=== PROBLEM STATEMENT ===
If a line of the material holds the string "span", it counts; report the number of such lines alone.

========================================

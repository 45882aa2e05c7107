//! Conclusion footer: project summary, repository link, thank-you.

use dioxus::prelude::*;

const SUMMARY: &[(&str, &str)] = &[
    (
        "Successfully Bridges the Gap",
        "Between students and recruiters with seamless workflow",
    ),
    (
        "Streamlined Hiring Process",
        "Improved efficiency with automated workflows",
    ),
    (
        "Modern Tech Stack",
        "Full-stack development with industry-standard frameworks",
    ),
    (
        "Real-world Application",
        "Production-ready development experience",
    ),
];

#[component]
pub fn ConclusionSection() -> Element {
    rsx! {
        section { class: "deck-section conclusion-section",
            div { class: "section-inner narrow",
                h2 { class: "section-title text-gradient-purple-cyan", "Conclusion & Q&A" }
                p { class: "section-subtitle", "Thank you for exploring ZidioConnect" }

                div { class: "summary-panel",
                    h3 { class: "summary-panel-title", "Project Summary" }
                    div { class: "summary-grid",
                        for (title, desc) in SUMMARY {
                            div { key: "{title}", class: "summary-item",
                                span { class: "summary-mark", "\u{2713}" }
                                div {
                                    h4 { "{title}" }
                                    p { class: "detail-item-desc", "{desc}" }
                                }
                            }
                        }
                    }
                }

                a {
                    class: "repo-link",
                    href: "https://github.com/infance-tony/zidio-connect",
                    target: "_blank",
                    span { "\u{1F517}" }
                    span { "GitHub Repository" }
                }

                div { class: "thanks text-gradient", "Thank You!" }
                p { class: "qa-line", "Questions & Answers" }

                p { class: "credit-line", "\u{00A9} Presented by Infance Tony" }
            }
        }
    }
}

========================================

=== SOLUTION FOR THIS PROBLEM ===
3